== EXERCISE DETAILS ==
Each line of the data below that holds the word "struct" is to be reported in full.

• • • • • • •

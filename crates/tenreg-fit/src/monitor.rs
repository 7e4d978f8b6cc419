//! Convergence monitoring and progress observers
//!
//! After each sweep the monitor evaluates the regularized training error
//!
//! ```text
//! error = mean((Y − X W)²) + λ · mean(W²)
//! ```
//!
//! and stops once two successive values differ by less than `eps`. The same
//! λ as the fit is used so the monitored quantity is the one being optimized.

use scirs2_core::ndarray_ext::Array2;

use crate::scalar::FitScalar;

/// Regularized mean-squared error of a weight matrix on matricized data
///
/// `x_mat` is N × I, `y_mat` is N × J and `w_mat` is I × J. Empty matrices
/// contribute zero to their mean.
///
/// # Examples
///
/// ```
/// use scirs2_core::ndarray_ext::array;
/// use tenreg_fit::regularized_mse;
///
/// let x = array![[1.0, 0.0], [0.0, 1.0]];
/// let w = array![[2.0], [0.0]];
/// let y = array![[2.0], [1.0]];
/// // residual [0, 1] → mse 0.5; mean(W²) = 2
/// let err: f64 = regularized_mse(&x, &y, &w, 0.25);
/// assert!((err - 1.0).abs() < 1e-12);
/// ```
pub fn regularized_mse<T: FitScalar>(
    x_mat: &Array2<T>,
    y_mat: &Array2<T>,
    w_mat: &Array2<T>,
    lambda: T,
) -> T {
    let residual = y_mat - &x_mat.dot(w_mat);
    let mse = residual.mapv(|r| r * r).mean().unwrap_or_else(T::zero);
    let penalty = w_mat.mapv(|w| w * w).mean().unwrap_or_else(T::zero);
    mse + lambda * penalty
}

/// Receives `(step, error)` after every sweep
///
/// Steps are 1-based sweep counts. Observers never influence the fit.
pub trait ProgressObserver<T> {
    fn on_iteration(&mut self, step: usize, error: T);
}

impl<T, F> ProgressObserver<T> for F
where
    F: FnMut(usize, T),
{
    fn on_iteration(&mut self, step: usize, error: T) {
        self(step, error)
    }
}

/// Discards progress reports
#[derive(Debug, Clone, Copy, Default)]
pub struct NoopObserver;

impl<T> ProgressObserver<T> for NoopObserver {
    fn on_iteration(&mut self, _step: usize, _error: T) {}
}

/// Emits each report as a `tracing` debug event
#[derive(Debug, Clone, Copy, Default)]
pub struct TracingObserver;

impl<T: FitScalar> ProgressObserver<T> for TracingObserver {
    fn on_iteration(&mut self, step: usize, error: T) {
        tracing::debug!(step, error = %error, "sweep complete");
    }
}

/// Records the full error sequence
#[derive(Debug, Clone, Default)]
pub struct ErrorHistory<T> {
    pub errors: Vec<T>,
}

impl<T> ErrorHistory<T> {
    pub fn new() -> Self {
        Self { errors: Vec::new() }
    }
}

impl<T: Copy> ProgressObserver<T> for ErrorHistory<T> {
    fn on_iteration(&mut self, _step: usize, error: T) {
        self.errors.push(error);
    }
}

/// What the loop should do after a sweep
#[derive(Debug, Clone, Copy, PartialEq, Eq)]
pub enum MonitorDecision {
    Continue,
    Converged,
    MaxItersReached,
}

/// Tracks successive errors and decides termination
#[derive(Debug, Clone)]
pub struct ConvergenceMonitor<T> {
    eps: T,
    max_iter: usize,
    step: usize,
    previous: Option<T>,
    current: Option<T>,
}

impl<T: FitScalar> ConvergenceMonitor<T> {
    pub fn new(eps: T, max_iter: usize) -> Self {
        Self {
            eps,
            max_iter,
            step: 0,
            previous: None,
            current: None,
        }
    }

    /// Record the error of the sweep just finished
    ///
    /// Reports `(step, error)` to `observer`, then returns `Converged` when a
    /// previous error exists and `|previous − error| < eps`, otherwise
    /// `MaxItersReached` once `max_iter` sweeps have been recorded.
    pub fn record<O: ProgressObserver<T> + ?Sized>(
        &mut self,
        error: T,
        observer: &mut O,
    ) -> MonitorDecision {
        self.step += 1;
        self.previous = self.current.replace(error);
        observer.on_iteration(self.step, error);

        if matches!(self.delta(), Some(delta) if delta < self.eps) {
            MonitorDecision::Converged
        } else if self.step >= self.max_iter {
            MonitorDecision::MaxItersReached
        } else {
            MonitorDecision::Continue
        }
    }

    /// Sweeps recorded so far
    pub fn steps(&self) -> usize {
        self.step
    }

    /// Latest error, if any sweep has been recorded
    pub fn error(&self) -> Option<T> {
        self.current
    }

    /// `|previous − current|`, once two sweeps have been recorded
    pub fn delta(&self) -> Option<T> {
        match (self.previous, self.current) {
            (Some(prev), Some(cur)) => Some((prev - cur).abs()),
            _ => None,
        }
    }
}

• • • • • • •

== WRITTEN RESPONSE ==
pub struct NoopObserver;
pub struct TracingObserver;
pub struct ErrorHistory<T> {
pub struct ConvergenceMonitor<T> {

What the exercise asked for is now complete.